Can I take Suboxone if I’m pregnant?

  • Suboxone is NOT currently approved for use in pregnancy.
  • However, it is interesting to note that the active component of Suboxone, buprenorphine, IS safe in pregnancy.
  • The concern over Suboxone in pregnancy is related to the Naloxone component which in studies on rats has been linked to fetal death.
  • This risk may be overstated but if you become pregnant while on Suboxone your physician will switch your therapy to Buprenorphine alone (Subutex) or if necessary to methadone.
  • The preference is to switch to Buprenorphine (Subutex) since Neonatal Abstinence Syndrome (Opiate withdrawal in an infant) is less severe and requires less treatment in babies born to mothers on burpenorphine rather than methadone.


How much does Suboxone cost?

  • Suboxone is covered under most drug plans. It is also covered by the provincial drug plan in Ontario (ODB).

FAQ’s

How long does a dose of Suboxone last?

  • Depending on the patient the half life of Suboxone can be as long as 72 hours. It is therefore useful to prevent withdrawal because of this long duration of action.
  • For most patients a single dose prevents withdrawal for more than 24 hours.


Is it possible to get off Suboxone?

  • It is possible to taper off suboxone, but only in consultation with your physician and only when you are clinically stable and have been abstinent from drug use for some time.
  • By slowly decreasing the dose over weeks or (More typically) months patients can taper off Suboxone without having to go through withdrawal
  • Patients at Vista Health Clinics will never be forced to taper off Suboxone. Many patients prefer to stay on Suboxone long term.


What are the effects of long term Suboxone therapy?

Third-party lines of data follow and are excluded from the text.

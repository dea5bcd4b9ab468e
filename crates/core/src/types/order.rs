//! Order records and the form draft they are validated from.

use core::fmt;

use rust_decimal::Decimal;
use serde::{Deserialize, Serialize};

use super::timestamp::OrderTimestamp;
use super::unit::{Depot, Unit};
use super::username::Username;

/// Errors that can occur when parsing a [`Quantity`].
#[derive(thiserror::Error, Debug, Clone, PartialEq, Eq)]
pub enum QuantityError {
    /// The input is not a decimal number.
    #[error("quantity {0:?} is not a number")]
    Invalid(String),
    /// The value is zero or negative.
    #[error("quantity must be greater than zero (got {0})")]
    NotPositive(Decimal),
    /// The value exceeds what an operator may order in one line.
    #[error("quantity must not exceed {max} (got {value})")]
    TooLarge { value: Decimal, max: Decimal },
}

/// A strictly positive order quantity.
///
/// Zero and negative quantities are unrepresentable, so every estimate
/// derived from a `Quantity` is positive too.
///
/// ```
/// use commande_core::Quantity;
///
/// assert!(Quantity::parse("10").is_ok());
/// assert!(Quantity::parse("2,5").is_ok());
/// assert!(Quantity::parse("0").is_err());
/// assert!(Quantity::parse("-3").is_err());
/// assert!(Quantity::parse("2000000").is_err());
/// ```
#[derive(Debug, Clone, Copy, PartialEq, Eq, Hash, PartialOrd, Ord, Serialize, Deserialize)]
#[serde(try_from = "Decimal", into = "Decimal")]
pub struct Quantity(Decimal);

impl Quantity {
    /// Largest quantity accepted from operator input.
    pub const MAX_INPUT: Decimal = Decimal::from_parts(1_000_000, 0, 0, false, 0);

    /// Create a quantity from a decimal value.
    ///
    /// # Errors
    ///
    /// Returns `QuantityError::NotPositive` if `value <= 0`.
    pub fn new(value: Decimal) -> Result<Self, QuantityError> {
        if value <= Decimal::ZERO {
            return Err(QuantityError::NotPositive(value));
        }
        Ok(Self(value))
    }

    /// Parse a quantity typed by an operator.
    ///
    /// Surrounding whitespace is ignored and a decimal comma is accepted.
    ///
    /// # Errors
    ///
    /// Returns `QuantityError::Invalid` if the input is not a number,
    /// `QuantityError::NotPositive` if it is not greater than zero and
    /// `QuantityError::TooLarge` if it exceeds [`Self::MAX_INPUT`].
    pub fn parse(s: &str) -> Result<Self, QuantityError> {
        let trimmed = s.trim().replace(',', ".");
        let value = trimmed
            .parse::<Decimal>()
            .map_err(|_| QuantityError::Invalid(s.to_owned()))?;
        if value > Self::MAX_INPUT {
            return Err(QuantityError::TooLarge {
                value,
                max: Self::MAX_INPUT,
            });
        }
        Self::new(value)
    }

    /// The decimal value.
    #[must_use]
    pub const fn value(&self) -> Decimal {
        self.0
    }
}

impl fmt::Display for Quantity {
    fn fmt(&self, f: &mut fmt::Formatter<'_>) -> fmt::Result {
        write!(f, "{}", self.0.normalize())
    }
}

impl TryFrom<Decimal> for Quantity {
    type Error = QuantityError;

    fn try_from(value: Decimal) -> Result<Self, Self::Error> {
        Self::new(value)
    }
}

impl From<Quantity> for Decimal {
    fn from(quantity: Quantity) -> Self {
        quantity.0
    }
}

/// Validation errors for a submitted order form.
#[derive(thiserror::Error, Debug, Clone, PartialEq, Eq)]
pub enum OrderError {
    /// The product name is blank.
    #[error("product name is required")]
    MissingProduct,
    /// The unit is not one of the known units.
    #[error("{0}")]
    InvalidUnit(String),
    /// The depot is not one of the known depots.
    #[error("{0}")]
    InvalidDepot(String),
    /// The quantity failed validation.
    #[error(transparent)]
    Quantity(#[from] QuantityError),
}

/// Raw order form fields, as typed by the operator.
///
/// Presence and type checks only; there are no cross-field rules.
#[derive(Debug, Clone, Default, Serialize, Deserialize)]
pub struct OrderDraft {
    #[serde(default)]
    pub product: String,
    #[serde(default)]
    pub unit: String,
    #[serde(default)]
    pub depot: String,
    #[serde(default)]
    pub quantity: String,
    #[serde(default)]
    pub packaging: String,
    #[serde(default)]
    pub notes: String,
}

impl OrderDraft {
    /// Validate the draft and stamp it into an immutable record.
    ///
    /// # Errors
    ///
    /// Returns the first `OrderError` found, checking product, unit, depot
    /// and quantity in that order.
    pub fn validate(
        &self,
        username: Username,
        timestamp: OrderTimestamp,
    ) -> Result<OrderRecord, OrderError> {
        let product = self.product.trim();
        if product.is_empty() {
            return Err(OrderError::MissingProduct);
        }

        let unit: Unit = self.unit.parse().map_err(OrderError::InvalidUnit)?;
        let depot: Depot = self.depot.parse().map_err(OrderError::InvalidDepot)?;
        let quantity = Quantity::parse(&self.quantity)?;

        Ok(OrderRecord {
            timestamp,
            product: product.to_owned(),
            unit,
            depot,
            quantity,
            packaging: self.packaging.trim().to_owned(),
            notes: self.notes.trim().to_owned(),
            username,
        })
    }
}

/// A submitted order line.
///
/// Records are never mutated after creation. Estimates are not part of the
/// record: they are computed on demand for display only.
///
/// Deserialization accepts the French keys written by the first generation
/// of the order form; serialization always writes the English field names.
#[derive(Debug, Clone, PartialEq, Eq, Serialize, Deserialize)]
pub struct OrderRecord {
    #[serde(alias = "Date et heure")]
    pub timestamp: OrderTimestamp,
    #[serde(alias = "Produit")]
    pub product: String,
    #[serde(alias = "Unité")]
    pub unit: Unit,
    #[serde(alias = "Dépôt")]
    pub depot: Depot,
    #[serde(alias = "Quantité")]
    pub quantity: Quantity,
    #[serde(default, alias = "Conditionnement")]
    pub packaging: String,
    #[serde(default, alias = "Autres spécifications")]
    pub notes: String,
    #[serde(alias = "Username")]
    pub username: Username,
}

impl OrderRecord {
    /// Field names, in export and display order.
    pub const FIELD_NAMES: [&'static str; 8] = [
        "timestamp",
        "product",
        "unit",
        "depot",
        "quantity",
        "packaging",
        "notes",
        "username",
    ];

    /// Field values rendered as text, aligned with [`Self::FIELD_NAMES`].
    #[must_use]
    pub fn field_values(&self) -> [String; 8] {
        [
            self.timestamp.to_string(),
            self.product.clone(),
            self.unit.to_string(),
            self.depot.to_string(),
            self.quantity.to_string(),
            self.packaging.clone(),
            self.notes.clone(),
            self.username.to_string(),
        ]
    }
}

#[cfg(test)]
#[allow(clippy::unwrap_used)]
mod tests {
    use super::*;

    fn draft() -> OrderDraft {
        OrderDraft {
            product: "  Poulet ".to_string(),
            unit: "Kilogram".to_string(),
            depot: "Fresh".to_string(),
            quantity: "10".to_string(),
            packaging: "Caisse".to_string(),
            notes: String::new(),
        }
    }

    fn alice() -> Username {
        Username::parse("alice").unwrap()
    }

    fn ts() -> OrderTimestamp {
        OrderTimestamp::parse("2024-01-01 10:00:00").unwrap()
    }

    #[test]
    fn test_quantity_rejects_zero_and_negative() {
        assert_eq!(
            Quantity::parse("0"),
            Err(QuantityError::NotPositive(Decimal::ZERO))
        );
        assert!(matches!(
            Quantity::parse("-1.5"),
            Err(QuantityError::NotPositive(_))
        ));
    }

    #[test]
    fn test_quantity_rejects_garbage() {
        assert!(matches!(
            Quantity::parse("dix"),
            Err(QuantityError::Invalid(_))
        ));
        assert!(matches!(Quantity::parse(""), Err(QuantityError::Invalid(_))));
    }

    #[test]
    fn test_quantity_input_is_bounded() {
        assert!(Quantity::parse("1000000").is_ok());
        assert!(matches!(
            Quantity::parse("1000000.01"),
            Err(QuantityError::TooLarge { .. })
        ));
        assert!(matches!(
            Quantity::parse("79228162514264337593543950335"),
            Err(QuantityError::TooLarge { .. })
        ));
    }

    #[test]
    fn test_quantity_accepts_decimal_comma() {
        let q = Quantity::parse(" 2,5 ").unwrap();
        assert_eq!(q.value(), Decimal::new(25, 1));
    }

    #[test]
    fn test_quantity_display_is_normalized() {
        assert_eq!(Quantity::parse("10.00").unwrap().to_string(), "10");
    }

    #[test]
    fn test_quantity_deserializes_from_number_or_string() {
        let from_number: Quantity = serde_json::from_str("10").unwrap();
        let from_string: Quantity = serde_json::from_str("\"10\"").unwrap();
        assert_eq!(from_number, from_string);
        assert!(serde_json::from_str::<Quantity>("0").is_err());
    }

    #[test]
    fn test_validate_builds_trimmed_record() {
        let record = draft().validate(alice(), ts()).unwrap();
        assert_eq!(record.product, "Poulet");
        assert_eq!(record.unit, Unit::Kilogram);
        assert_eq!(record.depot, Depot::Fresh);
        assert_eq!(record.quantity.to_string(), "10");
        assert_eq!(record.username.as_str(), "alice");
        assert_eq!(record.timestamp, ts());
    }

    #[test]
    fn test_validate_missing_product() {
        let mut d = draft();
        d.product = "   ".to_string();
        assert_eq!(
            d.validate(alice(), ts()),
            Err(OrderError::MissingProduct)
        );
    }

    #[test]
    fn test_validate_invalid_unit_and_depot() {
        let mut d = draft();
        d.unit = "Litre".to_string();
        assert!(matches!(
            d.validate(alice(), ts()),
            Err(OrderError::InvalidUnit(_))
        ));

        let mut d = draft();
        d.depot = "Ambient".to_string();
        assert!(matches!(
            d.validate(alice(), ts()),
            Err(OrderError::InvalidDepot(_))
        ));
    }

    #[test]
    fn test_validate_non_positive_quantity() {
        let mut d = draft();
        d.quantity = "0".to_string();
        assert!(matches!(
            d.validate(alice(), ts()),
            Err(OrderError::Quantity(QuantityError::NotPositive(_)))
        ));
    }

    #[test]
    fn test_record_json_shape() {
        let record = draft().validate(alice(), ts()).unwrap();
        let value = serde_json::to_value(&record).unwrap();
        assert_eq!(value["timestamp"], "2024-01-01 10:00:00");
        assert_eq!(value["unit"], "Kilogram");
        assert_eq!(value["depot"], "Fresh");
        assert_eq!(value["quantity"], "10");
        assert_eq!(value["username"], "alice");
        assert!(value.get("estimate").is_none());
    }

    #[test]
    fn test_record_loads_legacy_french_keys() {
        let legacy = r#"{
            "Date et heure": "2023-06-01 09:15:00",
            "Produit": "Poulet",
            "Unité": "Pcs",
            "Quantité": 12,
            "Dépôt": "Surgelé",
            "Conditionnement": "Sac",
            "Autres spécifications": "Livrer avant midi",
            "Username": "alice",
            "Estimation": 18.0,
            "Estimation_Unit": "KG"
        }"#;

        let record: OrderRecord = serde_json::from_str(legacy).unwrap();
        assert_eq!(record.unit, Unit::Piece);
        assert_eq!(record.depot, Depot::Frozen);
        assert_eq!(record.quantity.to_string(), "12");
        assert_eq!(record.notes, "Livrer avant midi");
    }

    #[test]
    fn test_field_values_align_with_names() {
        let record = draft().validate(alice(), ts()).unwrap();
        let values = record.field_values();
        assert_eq!(values.len(), OrderRecord::FIELD_NAMES.len());
        assert_eq!(values[0], "2024-01-01 10:00:00");
        assert_eq!(values[7], "alice");
    }
}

  • Suboxone is very safe medication when taken as prescribed. It is not known to cause long-term damage to organs, even after years of use.
  • Elevation of liver enzymes can occur in some people, however, this usually reverses once the drug is discontinued.


  What is Suboxone?

  • It is a combination of two synthetic opioids
    • Buprenorphine: a partial opiate receptor agonist and is the more active component of Suboxone.
    • Naloxone: an opiate receptor antagonist (it is included in the formulation to prevent abuse)
  • It acts as a partial agonist with respect to respiratory depression. As such, it is a very safe medication.
  • It has a ‘Ceiling Effect’ in that increasing the dose past a certain point will not cause an additional effect.
    • All the opioid receptors will be occupied yet they are still only partially stimulated.
    • Therefore, it is much more difficult to cause respiratory depression (and death), compared to other opiates, even when suboxone is taken in excess.
  • It acts as a full agonist with respect to treating pain. As such, it is as good as other opiates for treating pain, however, in order to do so, Buprenorphine would have to be taken 3-4 times daily.
  • It binds very tightly to the opiate receptor. This is particularly useful with regard to treating addiction.
  • If a patient on Suboxone attempts to continue abusing opiates they will have very little or no effect.
    • In other words, the patient will not get ‘high’ off of opiates of abuse.
    • This ‘negative reinforcement’ of drug use usually results in the patient discontinuing opiate drug use very quickly.